U.S. Example shows no-fault leads to Divorce-Military-Industrial Complex, which admits it sold you an unworkable system only when it thinks it's too late to do anything about it except keep paying them to service it



Although resident in the U.S, I have some knowledge of what is
happening in the U.K. I think there is a very great danger that the U.K.
will follow the U.S. precedent -- ironically just at the point at which
the serious problems of this precedent are emerging very clearly in the
U.S.
Anyone thinking about divorce law reform in the U.K. should heed the
lessons in the U.S. As I see it, these lessons are as follows:
(1) No-fault divorce in the U.S. was presented as a way of enabling
couples whose marriages had already broken down to divorce with dignity
and without hostility. This is a myth. In the U.S., the evidence is that
the great upsurge of divorces followed no-fault. It was NOT simply a
matter of enabling people whose marriages were already beyond hope to
split up in some rational and dignified way. There has been no
diminution in the hostility associated with divorce. If anything, this
hostility has increased, as evidenced by the use of tactics like false
allegations of sexual molestation in U.S. divorces. No-fault divorce in
the U.K. will undoubtedly lead to a great upsurge in the number of
divorces, just as it has done in the U.S. There is a perfectly common
sense basis for this -- if you make something easier to do, more people
will do it. Assuredly, no-fault will NOT diminish hostility in divorce,
since this is an inevitable corollary of family breakups.

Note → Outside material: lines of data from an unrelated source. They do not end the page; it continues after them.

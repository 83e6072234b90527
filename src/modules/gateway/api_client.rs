use std::sync::RwLock;

use reqwest::header;
use serde_json::Value;

use crate::shared::types::ApiResponse;

/// HTTP verb of an outgoing gateway request.
#[derive(Debug, Clone, Copy, PartialEq, Eq)]
pub enum ApiType {
    Get,
    Post,
    Put,
    Delete,
}

/// An outgoing request as the gateway services describe it.
#[derive(Debug, Clone)]
pub struct ApiRequest {
    pub api_type: ApiType,
    pub url: String,
    pub data: Option<Value>,
    pub with_bearer: bool,
}

impl ApiRequest {
    pub fn get(url: impl Into<String>) -> Self {
        Self {
            api_type: ApiType::Get,
            url: url.into(),
            data: None,
            with_bearer: false,
        }
    }

    pub fn post(url: impl Into<String>, data: Value) -> Self {
        Self {
            api_type: ApiType::Post,
            url: url.into(),
            data: Some(data),
            with_bearer: false,
        }
    }

    pub fn put(url: impl Into<String>, data: Value) -> Self {
        Self {
            api_type: ApiType::Put,
            url: url.into(),
            data: Some(data),
            with_bearer: false,
        }
    }

    pub fn delete(url: impl Into<String>) -> Self {
        Self {
            api_type: ApiType::Delete,
            url: url.into(),
            data: None,
            with_bearer: false,
        }
    }

    pub fn with_bearer(mut self) -> Self {
        self.with_bearer = true;
        self
    }
}

/// Gateway client used by a front-end process to call the API. Every call
/// comes back in the same envelope shape the server produces; transport
/// failures are folded into an error envelope instead of surfacing as a
/// distinct error type.
pub struct ApiClient {
    http: reqwest::Client,
    base_url: String,
    token: RwLock<Option<String>>,
}

impl ApiClient {
    pub fn new(base_url: impl Into<String>) -> Self {
        Self {
            http: reqwest::Client::new(),
            base_url: base_url.into().trim_end_matches('/').to_string(),
            token: RwLock::new(None),
        }
    }

    /// Store the bearer token attached to subsequent authorized requests.
    pub fn set_token(&self, token: impl Into<String>) {
        if let Ok(mut slot) = self.token.write() {
            *slot = Some(token.into());
        }
    }

    pub fn clear_token(&self) {
        if let Ok(mut slot) = self.token.write() {
            *slot = None;
        }
    }

    pub async fn send(&self, request: ApiRequest) -> ApiResponse<Value> {
        let url = format!("{}{}", self.base_url, request.url);
        let mut builder = match request.api_type {
            ApiType::Get => self.http.get(&url),
            ApiType::Post => self.http.post(&url),
            ApiType::Put => self.http.put(&url),
            ApiType::Delete => self.http.delete(&url),
        };

        if let Some(data) = &request.data {
            builder = builder.json(data);
        }
        if request.with_bearer {
            let token = self.token.read().ok().and_then(|t| t.clone());
            if let Some(token) = token {
                builder = builder.header(header::AUTHORIZATION, format!("Bearer {}", token));
            }
        }

        let response = match builder.send().await {
            Ok(response) => response,
            Err(e) => return Self::transport_error(format!("Request failed: {}", e)),
        };

        let status = response.status();
        match response.json::<ApiResponse<Value>>().await {
            Ok(envelope) => envelope,
            Err(_) if status.is_success() => {
                // Bodyless success, e.g. a bare 204 from PATCH.
                ApiResponse::no_content()
            }
            Err(e) => Self::transport_error(format!("Failed to decode response: {}", e)),
        }
    }

    fn transport_error(message: String) -> ApiResponse<Value> {
        ApiResponse::error(
            reqwest::StatusCode::INTERNAL_SERVER_ERROR.as_u16(),
            vec![message],
        )
    }
}
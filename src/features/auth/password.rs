//! Salted password hashing.
//!
//! Passwords are stored as `salt$hex(HMAC-SHA256(salt, password))`.
//! Verification runs through `Mac::verify_slice`, which compares in constant
//! time.

use hmac::{Hmac, Mac};
use sha2::Sha256;
use uuid::Uuid;

type HmacSha256 = Hmac<Sha256>;

const SEPARATOR: char = '$';

fn digest(salt: &str, password: &str) -> HmacSha256 {
    // HMAC accepts keys of any length, so new_from_slice cannot fail here.
    let mut mac = HmacSha256::new_from_slice(salt.as_bytes())
        .unwrap_or_else(|_| unreachable!("HMAC accepts any key length"));
    mac.update(password.as_bytes());
    mac
}

/// Hash a password under a fresh random salt.
pub fn hash_password(password: &str) -> String {
    let salt = Uuid::new_v4().simple().to_string();
    let tag = digest(&salt, password).finalize().into_bytes();
    format!("{}{}{}", salt, SEPARATOR, hex::encode(tag))
}

/// Constant-time check of a candidate password against a stored hash.
/// Malformed stored values simply fail verification.
pub fn verify_password(password: &str, stored: &str) -> bool {
    let Some((salt, tag_hex)) = stored.split_once(SEPARATOR) else {
        return false;
    };
    let Ok(expected) = hex::decode(tag_hex) else {
        return false;
    };
    digest(salt, password).verify_slice(&expected).is_ok()
}
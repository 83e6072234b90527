pub mod auth_handler;

pub use auth_handler::{__path_login, __path_register, login, register};
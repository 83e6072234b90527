mod image_store;

pub use image_store::{ImageStore, StoredImage};
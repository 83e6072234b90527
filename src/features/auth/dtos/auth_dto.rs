use serde::{Deserialize, Serialize};
use utoipa::ToSchema;
use validator::Validate;

use crate::features::auth::model::LocalUser;
use crate::shared::validation::USERNAME_REGEX;

#[derive(Debug, Clone, Serialize, Deserialize, Validate, ToSchema)]
#[serde(rename_all = "camelCase")]
pub struct LoginRequestDto {
    #[validate(length(min = 1, message = "Username is required"))]
    pub user_name: String,

    #[validate(length(min = 1, message = "Password is required"))]
    pub password: String,
}

#[derive(Debug, Clone, Serialize, Deserialize, Validate, ToSchema)]
#[serde(rename_all = "camelCase")]
pub struct RegisterRequestDto {
    #[validate(
        length(min = 3, max = 30, message = "Username must be 3-30 characters"),
        regex(
            path = *USERNAME_REGEX,
            message = "Username may only contain letters, digits and underscores"
        )
    )]
    pub user_name: String,

    #[validate(length(min = 6, message = "Password must be at least 6 characters"))]
    pub password: String,

    #[validate(length(min = 1, max = 100, message = "Name must be 1-100 characters"))]
    pub name: String,

    /// "admin" or "customer"; checked by the auth service.
    pub role: String,
}

/// User shape returned to clients. Never carries the password.
#[derive(Debug, Clone, Serialize, Deserialize, ToSchema)]
#[serde(rename_all = "camelCase")]
pub struct UserDto {
    pub id: i32,
    pub user_name: String,
    pub name: String,
    pub role: String,
}

impl From<LocalUser> for UserDto {
    fn from(user: LocalUser) -> Self {
        Self {
            id: user.id,
            user_name: user.user_name,
            name: user.name,
            role: user.role,
        }
    }
}

#[derive(Debug, Clone, Serialize, Deserialize, ToSchema)]
#[serde(rename_all = "camelCase")]
pub struct LoginResponseDto {
    pub token: String,
    pub user: UserDto,
}
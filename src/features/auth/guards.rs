//! Role-based authorization guards.
//!
//! Guards extract the authenticated user placed in request extensions by the
//! auth middleware and verify the role claim. Only two roles exist: `admin`
//! (may mutate villas and villa numbers) and `customer` (read-only).

use axum::{extract::FromRequestParts, http::request::Parts};

use crate::core::error::AppError;
use crate::features::auth::model::AuthenticatedUser;

/// Guard for admin-only operations.
///
/// # Example
/// ```ignore
/// pub async fn handler(RequireAdmin(user): RequireAdmin) { ... }
/// ```
pub struct RequireAdmin(pub AuthenticatedUser);

impl<S> FromRequestParts<S> for RequireAdmin
where
    S: Send + Sync,
{
    type Rejection = AppError;

    async fn from_request_parts(parts: &mut Parts, _state: &S) -> Result<Self, Self::Rejection> {
        let user = parts
            .extensions
            .get::<AuthenticatedUser>()
            .ok_or_else(|| AppError::Unauthorized("User not authenticated".to_string()))?;

        if !user.is_admin() {
            return Err(AppError::Forbidden("Admin access required".to_string()));
        }

        Ok(RequireAdmin(user.clone()))
    }
}
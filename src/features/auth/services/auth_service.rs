use std::sync::Arc;

use crate::core::error::{AppError, Result};
use crate::core::repository::Repository;
use crate::features::auth::dtos::{LoginRequestDto, LoginResponseDto, RegisterRequestDto, UserDto};
use crate::features::auth::model::LocalUser;
use crate::features::auth::password::{hash_password, verify_password};
use crate::features::auth::services::TokenService;
use crate::shared::constants::{ROLE_ADMIN, ROLE_CUSTOMER};

/// Credential check, token issuance and uniqueness check over local users.
pub struct AuthService {
    users: Repository<LocalUser>,
    tokens: Arc<TokenService>,
}

impl AuthService {
    pub fn new(users: Repository<LocalUser>, tokens: Arc<TokenService>) -> Self {
        Self { users, tokens }
    }

    /// True iff no existing user has that username (case-sensitive exact
    /// match).
    pub async fn is_unique_user(&self, username: &str) -> bool {
        self.users
            .get_one(|u| u.user_name == username)
            .await
            .is_none()
    }

    /// Case-insensitive username match plus constant-time password check.
    ///
    /// A mismatch of either field yields `Ok(None)` rather than an error; the
    /// handler maps that to one undifferentiated 400 so the response does not
    /// leak which field was wrong.
    pub async fn login(&self, dto: LoginRequestDto) -> Result<Option<LoginResponseDto>> {
        let wanted = dto.user_name.to_lowercase();
        let user = self
            .users
            .get_one(|u| u.user_name.to_lowercase() == wanted)
            .await;

        let Some(user) = user else {
            return Ok(None);
        };

        if !verify_password(&dto.password, &user.password_hash) {
            return Ok(None);
        }

        let token = self.tokens.issue_token(user.id, &user.role)?;
        tracing::info!(user_id = user.id, "User logged in");

        Ok(Some(LoginResponseDto {
            token,
            user: user.into(),
        }))
    }

    /// Insert a new user. The stored record holds only the salted hash and
    /// the returned DTO never echoes the password.
    pub async fn register(&self, dto: RegisterRequestDto) -> Result<UserDto> {
        if dto.role != ROLE_ADMIN && dto.role != ROLE_CUSTOMER {
            return Err(AppError::validation(format!(
                "Role must be '{}' or '{}'",
                ROLE_ADMIN, ROLE_CUSTOMER
            )));
        }

        if !self.is_unique_user(&dto.user_name).await {
            return Err(AppError::Auth("Username already exists".to_string()));
        }

        let user = self
            .users
            .create(LocalUser {
                id: 0,
                user_name: dto.user_name,
                password_hash: hash_password(&dto.password),
                name: dto.name,
                role: dto.role,
            })
            .await
            .map_err(|_| AppError::Auth("Error while registering".to_string()))?;

        tracing::info!(user_id = user.id, "User registered");
        Ok(user.into())
    }
}

#[cfg(test)]
mod tests {
    use super::*;
    use crate::core::config::AuthConfig;

    fn service() -> AuthService {
        let tokens = Arc::new(TokenService::new(AuthConfig {
            secret: "test-secret-at-least-32-characters!!".to_string(),
            token_validity_days: 7,
            jwt_leeway_secs: 60,
        }));
        AuthService::new(Repository::new(), tokens)
    }

    fn register_dto(user_name: &str, role: &str) -> RegisterRequestDto {
        RegisterRequestDto {
            user_name: user_name.to_string(),
            password: "secret99".to_string(),
            name: "Test User".to_string(),
            role: role.to_string(),
        }
    }

    fn login_dto(user_name: &str, password: &str) -> LoginRequestDto {
        LoginRequestDto {
            user_name: user_name.to_string(),
            password: password.to_string(),
        }
    }

    #[tokio::test]
    async fn register_returns_user_without_password() {
        let svc = service();
        let user = svc.register(register_dto("alice", ROLE_ADMIN)).await.unwrap();
        assert!(user.id > 0);
        assert_eq!(user.user_name, "alice");
        assert_eq!(user.role, ROLE_ADMIN);
    }

    #[tokio::test]
    async fn register_rejects_unknown_role() {
        let svc = service();
        let err = svc
            .register(register_dto("alice", "superuser"))
            .await
            .unwrap_err();
        assert!(matches!(err, AppError::Validation(_)));
    }

    #[tokio::test]
    async fn duplicate_username_fails_without_mutating_store() {
        let svc = service();
        svc.register(register_dto("alice", ROLE_CUSTOMER)).await.unwrap();

        let err = svc
            .register(register_dto("alice", ROLE_CUSTOMER))
            .await
            .unwrap_err();
        assert!(matches!(err, AppError::Auth(_)));
        assert_eq!(svc.users.count().await, 1);

        // Uniqueness is case-sensitive: "Alice" is a different username.
        assert!(svc.is_unique_user("Alice").await);
        svc.register(register_dto("Alice", ROLE_CUSTOMER)).await.unwrap();
    }

    #[tokio::test]
    async fn login_accepts_any_username_case() {
        let svc = service();
        svc.register(register_dto("alice", ROLE_ADMIN)).await.unwrap();

        let response = svc
            .login(login_dto("ALICE", "secret99"))
            .await
            .unwrap()
            .expect("credentials should match");
        assert!(!response.token.is_empty());
        assert_eq!(response.user.user_name, "alice");
    }

    #[tokio::test]
    async fn login_mismatch_returns_empty_result_not_error() {
        let svc = service();
        svc.register(register_dto("alice", ROLE_ADMIN)).await.unwrap();

        // Wrong username.
        assert!(svc.login(login_dto("bob", "secret99")).await.unwrap().is_none());
        // Wrong password.
        assert!(svc.login(login_dto("alice", "wrong")).await.unwrap().is_none());
        // Passwords stay case-sensitive even though usernames do not.
        assert!(svc.login(login_dto("alice", "SECRET99")).await.unwrap().is_none());
    }
}
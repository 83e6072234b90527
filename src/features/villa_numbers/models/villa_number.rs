use chrono::{DateTime, Utc};

use crate::core::repository::Keyed;

/// Persisted villa number, a bookable unit keyed by its client-supplied
/// room number and owned by a villa.
#[derive(Debug, Clone)]
pub struct VillaNumber {
    pub villa_no: i32,
    pub villa_id: i32,
    pub special_details: String,
    pub created_date: DateTime<Utc>,
    pub updated_date: DateTime<Utc>,
}

impl Keyed for VillaNumber {
    const AUTO_KEY: bool = false;
    const ENTITY: &'static str = "VillaNumber";

    fn key(&self) -> i32 {
        self.villa_no
    }

    fn set_key(&mut self, key: i32) {
        self.villa_no = key;
    }
}
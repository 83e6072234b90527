mod app;
mod core;
mod features;
mod modules;
mod shared;

use std::sync::Arc;

use axum::{middleware::from_fn_with_state, Router};
use tower_http::request_id::{PropagateRequestIdLayer, SetRequestIdLayer};
use tower_http::trace::{DefaultOnRequest, DefaultOnResponse, TraceLayer};
use tracing::Level;
use tracing_subscriber::{layer::SubscriberExt, util::SubscriberInitExt};
use utoipa::{Modify, OpenApi};
use utoipa_swagger_ui::SwaggerUi;

use crate::app::{api_router, AppContext};
use crate::core::config::Config;
use crate::core::middleware;
use crate::core::openapi::{ApiDoc, SwaggerInfoModifier};

fn main() -> anyhow::Result<()> {
    // Build Tokio runtime with configurable worker threads
    let worker_threads = std::env::var("TOKIO_WORKER_THREADS")
        .ok()
        .and_then(|s| s.parse().ok())
        .unwrap_or_else(|| {
            std::thread::available_parallelism()
                .map(|p| p.get())
                .unwrap_or(4)
        });

    let runtime = tokio::runtime::Builder::new_multi_thread()
        .worker_threads(worker_threads)
        .max_blocking_threads(worker_threads * 4)
        .enable_all()
        .build()?;

    runtime.block_on(async_main(worker_threads))
}

async fn async_main(worker_threads: usize) -> anyhow::Result<()> {
    // Load .env file BEFORE initializing logger so RUST_LOG is available
    let _ = dotenvy::dotenv();

    tracing_subscriber::registry()
        .with(
            tracing_subscriber::EnvFilter::try_from_default_env().unwrap_or_else(|_| "info".into()),
        )
        .with(tracing_subscriber::fmt::layer())
        .init();

    let config = Config::from_env().map_err(|e| anyhow::anyhow!(e))?;

    let available_cpus = std::thread::available_parallelism()
        .map(|p| p.get())
        .unwrap_or(1);
    tracing::info!(
        "System info: available_cpus={}, tokio_worker_threads={}, pid={}",
        available_cpus,
        worker_threads,
        std::process::id()
    );
    tracing::info!("Configuration loaded successfully");

    let ctx = AppContext::new(&config);
    tracing::info!("Services initialized");

    // Build application router with dynamic swagger config
    let swagger_modifier = SwaggerInfoModifier {
        title: config.swagger.title.clone(),
        version: config.swagger.version.clone(),
        description: config.swagger.description.clone(),
    };

    let mut openapi = ApiDoc::openapi();
    swagger_modifier.modify(&mut openapi);

    let swagger = if let Some(credentials) = config.swagger.credentials() {
        tracing::info!("Swagger UI basic auth enabled");
        Router::new()
            .merge(SwaggerUi::new("/swagger-ui").url("/api-docs/openapi.json", openapi))
            .layer(from_fn_with_state(
                Arc::new(credentials),
                middleware::basic_auth_middleware,
            ))
    } else {
        tracing::info!("Swagger UI basic auth disabled (no credentials configured)");
        Router::new().merge(SwaggerUi::new("/swagger-ui").url("/api-docs/openapi.json", openapi))
    };

    async fn health_check() -> axum::http::StatusCode {
        axum::http::StatusCode::OK
    }
    let health_route = Router::new().route("/health", axum::routing::get(health_check));

    let app = Router::new()
        .merge(swagger)
        .merge(api_router(&ctx))
        .merge(health_route)
        .layer(middleware::cors_layer(
            config.app.cors_allowed_origins.clone(),
        ))
        // Propagate X-Request-Id to response headers
        .layer(PropagateRequestIdLayer::x_request_id())
        .layer(
            TraceLayer::new_for_http()
                .make_span_with(middleware::MakeSpanWithRequestId)
                .on_request(DefaultOnRequest::new().level(Level::INFO))
                .on_response(DefaultOnResponse::new().level(Level::INFO)),
        )
        // Generate X-Request-Id using UUID v7 (or use client-provided one)
        .layer(SetRequestIdLayer::x_request_id(middleware::MakeRequestUuid));

    // Start server
    let addr = config.app.server_address();
    let socket_addr: std::net::SocketAddr = addr
        .parse()
        .map_err(|e| anyhow::anyhow!("Invalid address: {}", e))?;

    // Use socket2 for TCP listener configuration
    let socket = socket2::Socket::new(
        socket2::Domain::for_address(socket_addr),
        socket2::Type::STREAM,
        Some(socket2::Protocol::TCP),
    )?;

    socket.set_reuse_address(true)?;
    #[cfg(unix)]
    socket.set_reuse_port(true)?;
    socket.set_nodelay(true)?;

    socket.set_recv_buffer_size(256 * 1024)?;
    socket.set_send_buffer_size(256 * 1024)?;

    #[cfg(target_os = "linux")]
    {
        let keepalive = socket2::TcpKeepalive::new()
            .with_time(std::time::Duration::from_secs(60))
            .with_interval(std::time::Duration::from_secs(10))
            .with_retries(3);
        socket.set_tcp_keepalive(&keepalive)?;
    }
    #[cfg(not(target_os = "linux"))]
    {
        let keepalive = socket2::TcpKeepalive::new().with_time(std::time::Duration::from_secs(60));
        socket.set_tcp_keepalive(&keepalive)?;
    }

    socket.set_nonblocking(true)?;
    socket.bind(&socket_addr.into())?;
    socket.listen(65535)?;

    let listener = tokio::net::TcpListener::from_std(socket.into())?;
    tracing::info!("Server listening on {}", format!("http://{}", addr));
    tracing::info!(
        "Swagger UI available at {}",
        format!("http://{}/swagger-ui/", addr)
    );

    axum::serve(listener, app).await?;

    Ok(())
}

(2) U.S. experience indicates that, if you make divorce easier, a
substantial industry springs up around the greater number of divorces.
Some people in the U.S. call this a "cottage industry," but it is very far
from being that. It is far more akin to the military-industrial complex,
and provides BILLIONS of dollars a year to its participants. The divorce
industry consists not only of divorce lawyers, but of divorce mediators, psychologists,
social workers, authors of books about how to cope with divorce, etc. etc.
Once you create a whole industry that depends on a high rate of family
breakups, you create a lobbying group. They tell legislators and the
media that divorce isn't so bad, that it's good for children in most
situations, and so on. By the time people find out that this message is a
bunch of self-serving baloney, it may be too late to do anything about it.
The best tactic in the U.K., in my view, is to make sure that those
who are in the front lines of social problems make their views felt.
Teachers, police officers, judges, and similar people know the results of
the breakdown of the family. Let them tell the government. Let them
remind the government of what has happened in the U.S.
Also, point out some of the respect for law and respect for contracts
issues. Why, for example, should revisions of U.K. divorce law apply to
marriages entered into under the old rules? Why should people enter into
marriage contracts never knowing what the rules will be, when this doesn't
apply to business contracts? Why shouldn't people be able to make their
own contracts for their own marriages, not subject to ex post facto
changes by legislators?
If anyone in the U.K. wants to see the consequences of family
breakdown and of making it easier to divorce, they don't need to
speculate. Just look at the U.S. There is a very clear connection in the
U.S. between all kinds of social problems, such as crime, falling
educational standards, teenage pregnancy, and drug and alcohol abuse, and
fatherless families.
I am not a lawyer, but I understand that there is a legal principle
called "cui bono" -- a Latin expression meaning "who benefits?" Above
all, this applies to proposals for change to family law. When you see
newspaper editorials on the subject, and hear political speeches, ask
yourself, how would the interests of the originator be affected by the
proposed changes? No one takes seriously the views of the tobacco
industry about lung cancer. No one should take seriously the views of the
divorce industry about the effects of divorce.